Because Medicaid expansion up to 138 percent of poverty will grow year after year, and it will be funded first – “off the top” – of other state spending.

“It is a risk I will not take; I will never take,” says Hughes.

There is today a concerted effort in the media – even by some members of the media – to make the issue today that “Hughes hates the poor and sick,” and will only talk process and never the lives affected, says the speaker.

Not so, he adds.

“We are asking doctors, on average, to pay an extra $67 a month” in the new Utah Access+ licensing fees. Other health care providers will be asked to contribute more, too, to make up the state’s 10 percent share to get the feds 90 percent share — to get that new $450 million flowing into Medicaid expansion in Utah, says Hughes.

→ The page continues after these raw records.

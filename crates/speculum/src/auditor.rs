//! The auditor: an audited mirror over a remote tuple-space store
//!
//! Every public operation is a single blocking pass on the calling thread:
//! bump the attempt counter, delegate to the remote store (which may block
//! for arbitrary latency), then reconcile the shadow log and event list
//! with whatever could be observed. Remote failures are never retried and
//! never swallowed; after bookkeeping they propagate to the caller
//! unchanged.
//!
//! There is no ordering guarantee between a remote call completing on the
//! store and the local update here, so the mirror is only accurate under a
//! single-client-at-a-time discipline. Concurrent external clients do not
//! corrupt the log; they surface as elevated removal-failure and ambiguity
//! counters.

use crate::config::AuditorConfig;
use crate::lease::InstrumentedLease;
use crate::listener::PassThroughListener;
use crate::summary::AuditSummary;
use parking_lot::Mutex;
use speculum_core::error::Result;
use speculum_core::observe::{self, TakeOutcome};
use speculum_core::record::{Record, StructuralKey};
use speculum_core::remote::{EventRegistration, EventSink, RemoteSpace, Transaction};
use speculum_core::shadow_log::{EntryHolder, RemovalOutcome, ShadowLog};
use speculum_core::types::CounterSnapshot;
use std::sync::atomic::{AtomicU64, Ordering};
use std::sync::Arc;

/// Process-lifetime monotonic operation counters.
#[derive(Default)]
struct Counters {
    write_attempts: AtomicU64,
    successful_writes: AtomicU64,
    take_attempts: AtomicU64,
    successful_takes: AtomicU64,
    bad_takes: AtomicU64,
    log_removal_failures: AtomicU64,
}

impl Counters {
    fn snapshot(&self) -> CounterSnapshot {
        CounterSnapshot {
            write_attempts: self.write_attempts.load(Ordering::Relaxed),
            successful_writes: self.successful_writes.load(Ordering::Relaxed),
            take_attempts: self.take_attempts.load(Ordering::Relaxed),
            successful_takes: self.successful_takes.load(Ordering::Relaxed),
            bad_takes: self.bad_takes.load(Ordering::Relaxed),
            log_removal_failures: self.log_removal_failures.load(Ordering::Relaxed),
        }
    }
}

/// Audited mirror in front of a remote tuple-space store.
///
/// Exposes the store's own operation set; around each call it maintains a
/// shadow log of what it believes the store contains and an event list of
/// registered listeners. [`summarize`](Auditor::summarize) reports the
/// divergence bookkeeping.
pub struct Auditor {
    remote: Arc<dyn RemoteSpace>,
    log: Arc<ShadowLog>,
    // Coarse lock, independent of the shadow log's.
    listeners: Mutex<Vec<PassThroughListener>>,
    counters: Counters,
    config: AuditorConfig,
}

impl Auditor {
    pub fn new(remote: Arc<dyn RemoteSpace>) -> Self {
        Self::with_config(remote, AuditorConfig::default())
    }

    pub fn with_config(remote: Arc<dyn RemoteSpace>, config: AuditorConfig) -> Self {
        Self {
            remote,
            log: Arc::new(ShadowLog::new()),
            listeners: Mutex::new(Vec::new()),
            counters: Counters::default(),
            config,
        }
    }

    /// Write `record` to the store with the requested lease duration.
    ///
    /// On success the returned lease is instrumented: cancelling it also
    /// drops the entry from the shadow log. On remote failure the write's
    /// actual effect is unknown, so the record is still logged — flagged
    /// in-doubt, with a lease-less handle — and the failure then propagates
    /// unchanged.
    pub fn write(
        &self,
        record: Arc<dyn Record>,
        txn: Option<&dyn Transaction>,
        lease_duration_ms: i64,
    ) -> Result<InstrumentedLease> {
        // Malformed records fail here, before anything is attempted.
        let key = StructuralKey::of(record.as_ref())?;

        self.counters.write_attempts.fetch_add(1, Ordering::Relaxed);
        match self.remote.write(Arc::clone(&record), txn, lease_duration_ms) {
            Ok(handle) => {
                self.counters
                    .successful_writes
                    .fetch_add(1, Ordering::Relaxed);
                observe::record_write(true);
                let lease = InstrumentedLease::wrap(handle, key, Arc::clone(&self.log));
                self.log.insert(EntryHolder::new(
                    Arc::clone(&record),
                    Arc::new(lease.clone()),
                    false,
                ))?;
                self.expect_all(record.as_ref(), false);
                Ok(lease)
            }
            Err(e) => {
                observe::record_write(false);
                tracing::warn!(
                    auditor = %self.config.name,
                    record = ?record,
                    error = %e,
                    "remote write failed, logging entry in doubt"
                );
                // The write may still have landed; log it optimistically.
                let lease = InstrumentedLease::in_doubt(key, Arc::clone(&self.log));
                self.log
                    .insert(EntryHolder::new(record.clone(), Arc::new(lease), true))?;
                self.expect_all(record.as_ref(), true);
                Err(e)
            }
        }
    }

    /// Blocking take: waits up to `timeout_ms` at the store for a match.
    pub fn take(
        &self,
        template: &dyn Record,
        txn: Option<&dyn Transaction>,
        timeout_ms: i64,
    ) -> Result<Option<Arc<dyn Record>>> {
        self.counters.take_attempts.fetch_add(1, Ordering::Relaxed);
        let result = self.remote.take(template, txn, timeout_ms);
        self.account_take(result)
    }

    /// Take that waits only for settled transactional state.
    pub fn take_if_exists(
        &self,
        template: &dyn Record,
        txn: Option<&dyn Transaction>,
        timeout_ms: i64,
    ) -> Result<Option<Arc<dyn Record>>> {
        self.counters.take_attempts.fetch_add(1, Ordering::Relaxed);
        let result = self.remote.take_if_exists(template, txn, timeout_ms);
        self.account_take(result)
    }

    fn account_take(
        &self,
        result: Result<Option<Arc<dyn Record>>>,
    ) -> Result<Option<Arc<dyn Record>>> {
        match result {
            Err(e) => {
                // The take may still have removed an entry remotely; that is
                // not reconciled here and will surface later as a removal
                // failure. See the module docs on uncertainty.
                self.counters.bad_takes.fetch_add(1, Ordering::Relaxed);
                observe::record_take(TakeOutcome::RemoteFailure);
                tracing::warn!(auditor = %self.config.name, error = %e, "remote take failed");
                Err(e)
            }
            Ok(None) => {
                observe::record_take(TakeOutcome::NoMatch);
                Ok(None)
            }
            Ok(Some(record)) => {
                self.counters
                    .successful_takes
                    .fetch_add(1, Ordering::Relaxed);
                observe::record_take(TakeOutcome::Taken);
                match self.log.remove_oldest(record.as_ref()) {
                    Ok(RemovalOutcome::Removed(_)) => {}
                    Ok(RemovalOutcome::NotFound) | Err(_) => {
                        // Benign: a concurrent external client, or an
                        // in-doubt write that never actually landed. The
                        // caller still gets the record.
                        self.counters
                            .log_removal_failures
                            .fetch_add(1, Ordering::Relaxed);
                        observe::record_removal_failure();
                        tracing::warn!(
                            auditor = %self.config.name,
                            record = ?record,
                            "take result matched no logged bucket"
                        );
                    }
                }
                Ok(Some(record))
            }
        }
    }

    /// Pure pass-through; reads do not change store state, so the log is
    /// untouched.
    pub fn read(
        &self,
        template: &dyn Record,
        txn: Option<&dyn Transaction>,
        timeout_ms: i64,
    ) -> Result<Option<Arc<dyn Record>>> {
        self.remote.read(template, txn, timeout_ms)
    }

    pub fn read_if_exists(
        &self,
        template: &dyn Record,
        txn: Option<&dyn Transaction>,
        timeout_ms: i64,
    ) -> Result<Option<Arc<dyn Record>>> {
        self.remote.read_if_exists(template, txn, timeout_ms)
    }

    /// Register `sink` for events matching `template`.
    ///
    /// The sink is wrapped in a pass-through listener that is registered at
    /// the store and retained in the event list, so each later write can
    /// record the deliveries it implies.
    pub fn notify(
        &self,
        template: &dyn Record,
        txn: Option<&dyn Transaction>,
        sink: Arc<dyn EventSink>,
        lease_duration_ms: i64,
        handback: Vec<u8>,
    ) -> Result<EventRegistration> {
        let listener = PassThroughListener::new(template, sink)?;
        let registration = self.remote.notify(
            template,
            txn,
            Arc::new(listener.clone()),
            lease_duration_ms,
            handback,
        )?;
        tracing::debug!(
            auditor = %self.config.name,
            template = %listener.template_type(),
            registration = registration.registration_id,
            "registered pass-through listener"
        );
        self.listeners.lock().push(listener);
        Ok(registration)
    }

    /// Opaque-form hint pass-through; the mirror does not track snapshots.
    pub fn snapshot(&self, record: &dyn Record) -> Result<Arc<dyn Record>> {
        self.remote.snapshot(record)
    }

    /// Drain the store through a caller-supplied take strategy, then
    /// summarize.
    ///
    /// `take_next` is invoked against this auditor (so every removal is
    /// audited) until it yields no record.
    pub fn empty_space<F>(&self, template: &dyn Record, mut take_next: F) -> Result<AuditSummary>
    where
        F: FnMut(&Auditor, &dyn Record) -> Result<Option<Arc<dyn Record>>>,
    {
        while take_next(self, template)?.is_some() {}
        Ok(self.summarize())
    }

    /// Records of every logged holder whose lease expiration is at or
    /// after `now - threshold_ms`; negative threshold returns everything.
    pub fn logged_records(&self, threshold_ms: i64) -> Vec<Arc<dyn Record>> {
        self.log.logged_records(threshold_ms)
    }

    /// Read-only divergence report. Never touches the remote store.
    pub fn summarize(&self) -> AuditSummary {
        let counters = self.counters.snapshot();
        let log = self.log.summarize();
        let event_failures = {
            let listeners = self.listeners.lock();
            listeners
                .iter()
                .filter_map(|l| l.errors(self.config.clear_event_errors_on_summarize))
                .collect()
        };
        AuditSummary::assemble(counters, log, event_failures)
    }

    /// Point-in-time copy of the operation counters.
    pub fn counters(&self) -> CounterSnapshot {
        self.counters.snapshot()
    }

    /// Diagnostic traversal logging every held record.
    pub fn dump_log(&self) {
        let counters = self.counters.snapshot();
        tracing::info!(
            auditor = %self.config.name,
            writes = counters.successful_writes,
            takes = counters.successful_takes,
            bad_takes = counters.bad_takes,
            removal_failures = counters.log_removal_failures,
            "audit counters"
        );
        self.log.dump();
    }

    fn expect_all(&self, record: &dyn Record, write_in_doubt: bool) {
        let listeners = self.listeners.lock();
        for listener in listeners.iter() {
            listener.expect(record, write_in_doubt);
        }
    }
}
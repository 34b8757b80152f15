//! Event pass-through listeners
//!
//! A notify registration wraps the caller's sink in a
//! [`PassThroughListener`]. Deliveries from the store are forwarded
//! unchanged while being counted; every audited write additionally tells
//! each registered listener to *expect* a delivery when the written record
//! matches its template. Comparing the two counts later surfaces dropped
//! or spurious deliveries.
//!
//! Expectation is advisory only. Deliveries race with local bookkeeping,
//! so a report produced mid-traffic can show a transient mismatch; the
//! in-doubt slop bounds how many deliveries a write with unknown outcome
//! may legitimately add.
//!
//! Known limitation: listeners stay registered until the auditor is
//! dropped even though the store-side notify lease may have expired; an
//! expired registration simply stops receiving and will read as a
//! discrepancy, not get pruned.

use serde::Serialize;
use speculum_core::error::{Result, SpeculumError};
use speculum_core::record::{fields_match_template, Field, Record};
use speculum_core::remote::{EventSink, SpaceEvent};
use std::fmt;
use std::sync::atomic::{AtomicU64, Ordering};
use std::sync::Arc;

/// Expected-vs-received mismatch for one listener.
#[derive(Clone, Debug, PartialEq, Eq, Serialize)]
pub struct EventDiscrepancy {
    pub template_type: String,

    /// Deliveries implied by successful audited writes.
    pub expected: u64,

    /// Additional deliveries an in-doubt write may or may not produce.
    pub expected_in_doubt: u64,

    /// Deliveries actually received from the store.
    pub received: u64,

    /// Deliveries the wrapped sink rejected.
    pub delivery_failures: u64,
}

impl fmt::Display for EventDiscrepancy {
    fn fmt(&self, f: &mut fmt::Formatter<'_>) -> fmt::Result {
        write!(
            f,
            "{}: expected {} (+{} in doubt), received {}, {} delivery failures",
            self.template_type,
            self.expected,
            self.expected_in_doubt,
            self.received,
            self.delivery_failures
        )
    }
}

struct ListenerInner {
    sink: Arc<dyn EventSink>,
    template_type: String,
    template_fields: Vec<(String, Field)>,
    expected: AtomicU64,
    expected_in_doubt: AtomicU64,
    received: AtomicU64,
    delivery_failures: AtomicU64,
}

/// Caller sink plus the template it was registered with and the event
/// counters. Clones share state; the auditor keeps one clone in its event
/// list and registers another with the remote store.
#[derive(Clone)]
pub struct PassThroughListener {
    inner: Arc<ListenerInner>,
}

impl std::fmt::Debug for PassThroughListener {
    fn fmt(&self, f: &mut std::fmt::Formatter<'_>) -> std::fmt::Result {
        f.debug_struct("PassThroughListener")
            .field("template_type", &self.inner.template_type)
            .field("template_fields", &self.inner.template_fields)
            .finish_non_exhaustive()
    }
}

impl PassThroughListener {
    /// Introspects the template once, up front, so that [`expect`] can
    /// never fail later. A malformed template surfaces here as
    /// `InvalidTemplate`.
    ///
    /// [`expect`]: PassThroughListener::expect
    pub fn new(template: &dyn Record, sink: Arc<dyn EventSink>) -> Result<Self> {
        let template_fields = template
            .matchable_fields()
            .map_err(|e| SpeculumError::InvalidTemplate(e.to_string()))?;
        Ok(Self {
            inner: Arc::new(ListenerInner {
                sink,
                template_type: template.type_name().to_string(),
                template_fields,
                expected: AtomicU64::new(0),
                expected_in_doubt: AtomicU64::new(0),
                received: AtomicU64::new(0),
                delivery_failures: AtomicU64::new(0),
            }),
        })
    }

    /// Advisory bookkeeping for an audited write: if the record matches
    /// this listener's template, one more delivery is expected (or may
    /// arrive, for an in-doubt write). Never fails; a record that cannot
    /// be introspected is skipped.
    pub fn expect(&self, record: &dyn Record, write_in_doubt: bool) {
        if record.type_name() != self.inner.template_type {
            return;
        }
        let fields = match record.matchable_fields() {
            Ok(fields) => fields,
            Err(e) => {
                tracing::debug!(error = %e, "skipping expectation for uninspectable record");
                return;
            }
        };
        if !fields_match_template(&self.inner.template_fields, &fields) {
            return;
        }
        if write_in_doubt {
            self.inner.expected_in_doubt.fetch_add(1, Ordering::Relaxed);
        } else {
            self.inner.expected.fetch_add(1, Ordering::Relaxed);
        }
    }

    /// Accumulated discrepancy report, or `None` when the received count
    /// sits inside `[expected, expected + in-doubt]` and every delivery
    /// reached the sink. With `clear` set the counters reset after the
    /// report is taken.
    pub fn errors(&self, clear: bool) -> Option<EventDiscrepancy> {
        let expected = self.inner.expected.load(Ordering::Relaxed);
        let in_doubt = self.inner.expected_in_doubt.load(Ordering::Relaxed);
        let received = self.inner.received.load(Ordering::Relaxed);
        let delivery_failures = self.inner.delivery_failures.load(Ordering::Relaxed);

        if clear {
            self.inner.expected.store(0, Ordering::Relaxed);
            self.inner.expected_in_doubt.store(0, Ordering::Relaxed);
            self.inner.received.store(0, Ordering::Relaxed);
            self.inner.delivery_failures.store(0, Ordering::Relaxed);
        }

        let in_range = received >= expected && received <= expected + in_doubt;
        if in_range && delivery_failures == 0 {
            return None;
        }
        Some(EventDiscrepancy {
            template_type: self.inner.template_type.clone(),
            expected,
            expected_in_doubt: in_doubt,
            received,
            delivery_failures,
        })
    }

    pub fn template_type(&self) -> &str {
        &self.inner.template_type
    }
}

impl EventSink for PassThroughListener {
    fn notify(&self, event: &SpaceEvent) -> Result<()> {
        self.inner.received.fetch_add(1, Ordering::Relaxed);
        if let Err(e) = self.inner.sink.notify(event) {
            self.inner.delivery_failures.fetch_add(1, Ordering::Relaxed);
            tracing::warn!(
                template = %self.inner.template_type,
                sequence = event.sequence,
                error = %e,
                "wrapped sink rejected event delivery"
            );
            return Err(e);
        }
        Ok(())
    }
}
//! Shadow log of the mirrored store's believed contents
//!
//! One bucket per structural key, each holding the entry holders for
//! records that cannot be told apart by identity, FIFO by write order.
//! A single coarse mutex guards the whole map: buckets are short-lived and
//! low-cardinality per run, and no traversal may observe a bucket
//! mid-mutation, so correctness of iteration wins over fine-grained
//! throughput. Do not replace this with per-bucket locks without
//! re-validating the traversal invariant.
//!
//! The log tracks belief, not truth. There is an unavoidable window between
//! a remote call completing on the store and the local update here; the
//! resulting uncertainty is recorded (`write_in_doubt`,
//! `ambiguous_removal`) instead of papered over.

use crate::error::Result;
use crate::observe;
use crate::record::{Record, StructuralKey};
use crate::types::{LeaseId, LogSummary};
use chrono::{DateTime, Duration, Utc};
use parking_lot::Mutex;
use std::collections::{HashMap, VecDeque};
use std::sync::Arc;

/// Lease view the log needs from a holder: identity for exact removal and
/// the current expiration for threshold queries. An in-doubt holder has no
/// remote lease and reports `None`.
pub trait HolderLease: Send + Sync {
    fn id(&self) -> LeaseId;

    fn expiration(&self) -> Option<DateTime<Utc>>;
}

/// One logged write. The record and lease are fixed at creation; only the
/// two uncertainty flags ever change, and only under the log lock.
pub struct EntryHolder {
    pub record: Arc<dyn Record>,
    pub lease: Arc<dyn HolderLease>,

    /// The remote write call failed, so the write may or may not have
    /// landed. Optimistically logged anyway.
    pub write_in_doubt: bool,

    /// A structurally-equal duplicate was taken from this bucket, so it is
    /// unknown whether the store still holds this particular copy.
    pub ambiguous_removal: bool,
}

impl EntryHolder {
    pub fn new(record: Arc<dyn Record>, lease: Arc<dyn HolderLease>, write_in_doubt: bool) -> Self {
        Self {
            record,
            lease,
            write_in_doubt,
            ambiguous_removal: false,
        }
    }

    /// Neither uncertainty flag set.
    pub fn is_clean(&self) -> bool {
        !self.write_in_doubt && !self.ambiguous_removal
    }
}

/// Outcome of a FIFO removal.
pub enum RemovalOutcome {
    Removed(EntryHolder),

    /// No bucket for the record's key. Benign from the caller's point of
    /// view; the auditor counts it as a log-removal failure.
    NotFound,
}

/// Structural-key → FIFO bucket map behind one coarse lock.
#[derive(Default)]
pub struct ShadowLog {
    buckets: Mutex<HashMap<StructuralKey, VecDeque<EntryHolder>>>,
}

impl ShadowLog {
    pub fn new() -> Self {
        Self::default()
    }

    /// Append a holder to its record's bucket, creating the bucket if
    /// absent.
    pub fn insert(&self, holder: EntryHolder) -> Result<()> {
        let key = StructuralKey::of(holder.record.as_ref())?;
        let mut buckets = self.buckets.lock();
        buckets.entry(key).or_default().push_back(holder);
        observe::set_log_size(buckets.values().map(|b| b.len()).sum());
        Ok(())
    }

    /// Remove the oldest holder from the record's bucket.
    ///
    /// FIFO pop is a documented approximation: the store's own selection
    /// among indistinguishable duplicates is unspecified. When the bucket
    /// stays non-empty after the pop it is no longer knowable which copies
    /// the store still holds, so every remaining holder in the bucket is
    /// flagged `ambiguous_removal`.
    pub fn remove_oldest(&self, record: &dyn Record) -> Result<RemovalOutcome> {
        let key = StructuralKey::of(record)?;
        let mut buckets = self.buckets.lock();
        let Some(bucket) = buckets.get_mut(&key) else {
            return Ok(RemovalOutcome::NotFound);
        };
        // A bucket exists iff it is non-empty.
        let holder = bucket.pop_front().expect("empty bucket left in log");
        if bucket.is_empty() {
            buckets.remove(&key);
        } else {
            tracing::warn!(
                key = %key,
                remaining = bucket.len(),
                "take from bucket with duplicates, remaining holders now ambiguous"
            );
            for remaining in bucket.iter_mut() {
                remaining.ambiguous_removal = true;
            }
        }
        observe::set_log_size(buckets.values().map(|b| b.len()).sum());
        Ok(RemovalOutcome::Removed(holder))
    }

    /// Remove the holder whose lease identity is exactly `lease_id`.
    ///
    /// Used only by lease cancellation, which knows precisely which lease
    /// is being cancelled, so this is exact rather than FIFO and sets no
    /// ambiguity flags. Returns whether a holder was removed.
    pub fn remove_by_lease(&self, key: &StructuralKey, lease_id: LeaseId) -> bool {
        let mut buckets = self.buckets.lock();
        let Some(bucket) = buckets.get_mut(key) else {
            return false;
        };
        let Some(pos) = bucket.iter().position(|h| h.lease.id() == lease_id) else {
            return false;
        };
        bucket.remove(pos);
        if bucket.is_empty() {
            buckets.remove(key);
        }
        observe::set_log_size(buckets.values().map(|b| b.len()).sum());
        true
    }

    /// Records of every holder whose lease expiration is at or after
    /// `now - threshold_ms`.
    ///
    /// A negative threshold is the "everything" sentinel and returns every
    /// holder regardless of expiration. Holders with no observable
    /// expiration (in-doubt, lease-less) are always included.
    pub fn logged_records(&self, threshold_ms: i64) -> Vec<Arc<dyn Record>> {
        let cutoff = (threshold_ms >= 0).then(|| Utc::now() - Duration::milliseconds(threshold_ms));
        let buckets = self.buckets.lock();
        buckets
            .values()
            .flatten()
            .filter(|h| match (cutoff, h.lease.expiration()) {
                (Some(cutoff), Some(expiration)) => expiration >= cutoff,
                _ => true,
            })
            .map(|h| Arc::clone(&h.record))
            .collect()
    }

    /// Single traversal computing totals, the clean/flagged partition, and
    /// the longest remaining lease among clean holders.
    pub fn summarize(&self) -> LogSummary {
        let now = Utc::now();
        let mut summary = LogSummary::default();
        let buckets = self.buckets.lock();
        for holder in buckets.values().flatten() {
            summary.total_entries += 1;
            if holder.write_in_doubt {
                summary.writes_in_doubt += 1;
            }
            if holder.ambiguous_removal {
                summary.ambiguous_removals += 1;
            }
            if holder.is_clean() {
                summary.clean_entries += 1;
                if let Some(expiration) = holder.lease.expiration() {
                    let remaining = (expiration - now).num_milliseconds();
                    summary.longest_lease_ms = Some(match summary.longest_lease_ms {
                        Some(best) => best.max(remaining),
                        None => remaining,
                    });
                }
            }
        }
        summary
    }

    /// Diagnostic traversal logging every held record with its flags.
    pub fn dump(&self) {
        let buckets = self.buckets.lock();
        let total: usize = buckets.values().map(|b| b.len()).sum();
        tracing::info!(total, buckets = buckets.len(), "shadow log dump");
        for (key, bucket) in buckets.iter() {
            for holder in bucket {
                tracing::info!(
                    key = %key,
                    lease = %holder.lease.id(),
                    write_in_doubt = holder.write_in_doubt,
                    ambiguous_removal = holder.ambiguous_removal,
                    record = ?holder.record,
                    "logged entry"
                );
            }
        }
    }

    /// Total holders across all buckets.
    pub fn len(&self) -> usize {
        self.buckets.lock().values().map(|b| b.len()).sum()
    }

    pub fn is_empty(&self) -> bool {
        self.len() == 0
    }
}
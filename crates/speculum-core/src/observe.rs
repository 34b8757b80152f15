//! Optional metrics instrumentation.
//!
//! When the `observe` feature is enabled, audited operations emit counters
//! and gauges via the [`metrics`] crate; a downstream application must
//! install a recorder to collect them. Without the feature every function
//! here is a zero-cost no-op.

/// Record a write attempt.
///
/// - `speculum.write.total` – counter with `outcome` label (`ok` / `in_doubt`)
#[inline]
pub fn record_write(success: bool) {
    #[cfg(feature = "observe")]
    {
        let outcome = if success { "ok" } else { "in_doubt" };
        metrics::counter!("speculum.write.total", "outcome" => outcome).increment(1);
    }
    #[cfg(not(feature = "observe"))]
    {
        let _ = success;
    }
}

/// Outcome of a take attempt, for [`record_take`].
#[derive(Clone, Copy, Debug)]
pub enum TakeOutcome {
    Taken,
    NoMatch,
    RemoteFailure,
}

/// Record a take attempt.
///
/// - `speculum.take.total` – counter with `outcome` label (`ok` / `miss` / `fail`)
#[inline]
pub fn record_take(outcome: TakeOutcome) {
    #[cfg(feature = "observe")]
    {
        let outcome = match outcome {
            TakeOutcome::Taken => "ok",
            TakeOutcome::NoMatch => "miss",
            TakeOutcome::RemoteFailure => "fail",
        };
        metrics::counter!("speculum.take.total", "outcome" => outcome).increment(1);
    }
    #[cfg(not(feature = "observe"))]
    {
        let _ = outcome;
    }
}

/// Record a take that succeeded remotely but matched no local bucket.
///
/// - `speculum.log.removal_failures_total` – counter
#[inline]
pub fn record_removal_failure() {
    #[cfg(feature = "observe")]
    {
        metrics::counter!("speculum.log.removal_failures_total").increment(1);
    }
}

/// Set the current shadow-log size gauge.
///
/// - `speculum.log.entries` – gauge
#[inline]
pub fn set_log_size(size: usize) {
    #[cfg(feature = "observe")]
    {
        metrics::gauge!("speculum.log.entries").set(size as f64);
    }
    #[cfg(not(feature = "observe"))]
    {
        let _ = size;
    }
}
//! Speculum Prelude
//!
//! Import this to get all commonly used types and traits:
//!
//! ```
//! use speculum::prelude::*;
//! ```

// Orchestration
pub use crate::{AuditSummary, Auditor, AuditorConfig, InstrumentedLease};

// Record model
pub use crate::{Field, FieldValue, Record, StructuralKey};

// Remote interfaces
pub use crate::{
    EventRegistration, EventSink, RemoteLease, RemoteLeaseHandle, RemoteSpace, SerialFormat,
    SpaceEvent, Transaction,
};

// Errors and reports
pub use crate::{CounterSnapshot, EventDiscrepancy, LogSummary, Result, SpeculumError};
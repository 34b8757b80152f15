//! Audit summaries
//!
//! A summary is a point-in-time report combining the auditor's monotonic
//! counters, one shadow-log traversal, and each listener's discrepancy
//! report. It is the only place ambiguity is surfaced: duplicates and
//! in-doubt writes never error, they show up here.

use crate::listener::EventDiscrepancy;
use serde::Serialize;
use speculum_core::types::{CounterSnapshot, LogSummary};
use std::fmt;

#[derive(Clone, Debug, Serialize)]
pub struct AuditSummary {
    pub write_attempts: u64,
    pub successful_writes: u64,
    pub take_attempts: u64,
    pub successful_takes: u64,

    /// Takes whose remote call failed.
    pub failed_takes: u64,

    /// Takes that succeeded remotely but matched no local bucket.
    pub log_removal_failures: u64,

    /// Holders currently in the shadow log.
    pub total_entries: u64,

    /// Holders with neither uncertainty flag set.
    pub clean_entries: u64,

    /// Holders whose creating write failed remotely.
    pub writes_in_doubt: u64,

    /// Holders flagged because an indistinguishable duplicate was taken.
    pub ambiguous_entry_takes: u64,

    /// Longest remaining lease among clean holders, in milliseconds.
    pub longest_lease_ms: Option<i64>,

    /// Per-listener expected-vs-received mismatches.
    pub event_failures: Vec<EventDiscrepancy>,
}

impl AuditSummary {
    pub fn assemble(
        counters: CounterSnapshot,
        log: LogSummary,
        event_failures: Vec<EventDiscrepancy>,
    ) -> Self {
        Self {
            write_attempts: counters.write_attempts,
            successful_writes: counters.successful_writes,
            take_attempts: counters.take_attempts,
            successful_takes: counters.successful_takes,
            failed_takes: counters.bad_takes,
            log_removal_failures: counters.log_removal_failures,
            total_entries: log.total_entries,
            clean_entries: log.clean_entries,
            writes_in_doubt: log.writes_in_doubt,
            ambiguous_entry_takes: log.ambiguous_removals,
            longest_lease_ms: log.longest_lease_ms,
            event_failures,
        }
    }

    /// No uncertainty anywhere: every write landed, no take failed or
    /// missed its bucket, no duplicates were taken, every listener
    /// balanced. Takes that found no match are fine.
    pub fn is_clean(&self) -> bool {
        self.write_attempts == self.successful_writes
            && self.failed_takes == 0
            && self.log_removal_failures == 0
            && self.writes_in_doubt == 0
            && self.ambiguous_entry_takes == 0
            && self.event_failures.is_empty()
    }
}

impl fmt::Display for AuditSummary {
    fn fmt(&self, f: &mut fmt::Formatter<'_>) -> fmt::Result {
        writeln!(
            f,
            "writes: {}/{} ok, takes: {}/{} ok ({} failed, {} unmatched locally)",
            self.successful_writes,
            self.write_attempts,
            self.successful_takes,
            self.take_attempts,
            self.failed_takes,
            self.log_removal_failures
        )?;
        writeln!(
            f,
            "log: {} entries ({} clean, {} in doubt, {} ambiguous)",
            self.total_entries, self.clean_entries, self.writes_in_doubt, self.ambiguous_entry_takes
        )?;
        match self.longest_lease_ms {
            Some(ms) => writeln!(f, "longest clean lease: {}ms", ms)?,
            None => writeln!(f, "longest clean lease: n/a")?,
        }
        if self.event_failures.is_empty() {
            write!(f, "events: balanced")
        } else {
            write!(f, "events: {} listener(s) unbalanced", self.event_failures.len())?;
            for failure in &self.event_failures {
                write!(f, "\n  {}", failure)?;
            }
            Ok(())
        }
    }
}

That is not unreasonable, he adds.

Just as it is not unreasonable for the House GOP caucus to make the major budget and public policy decisions based on finding 38 votes within the majority.

If Herbert wants to move ahead without 38 firm votes in the House GOP caucus, okay says Hughes.

Let the GOP governor – who agrees with the Gang of Six’s Utah Access+ Medicaid expansion – take his constitutional authority to do so: Call a special session.

The Utah GOP caucus will hold a closed meeting Oct. 13 to hash out the plan and take a head count.

Maybe there will be more than 38 “yea” votes there.

But whatever the number is, Hughes and other House GOP leaders, and caucus members themselves, will expect those “yea” votes to hold up on any floor vote for Utah Access+ taken publically later.

No saying in the caucus you vote yes, then going to a House Democrat and trading your switched “no” vote for his or her “yea” vote so the bill will pass on the floor.

“That’s what I mean when I say we all have to own our Medicaid expansion votes, one way or the other,” said Hughes.

He adds that Utah Plus+ is a fair, reasonable approach to Medicaid expansion.

But no GOP House member will be pressured by leadership to accept it; the votes will come based on the plan itself. Or they won’t.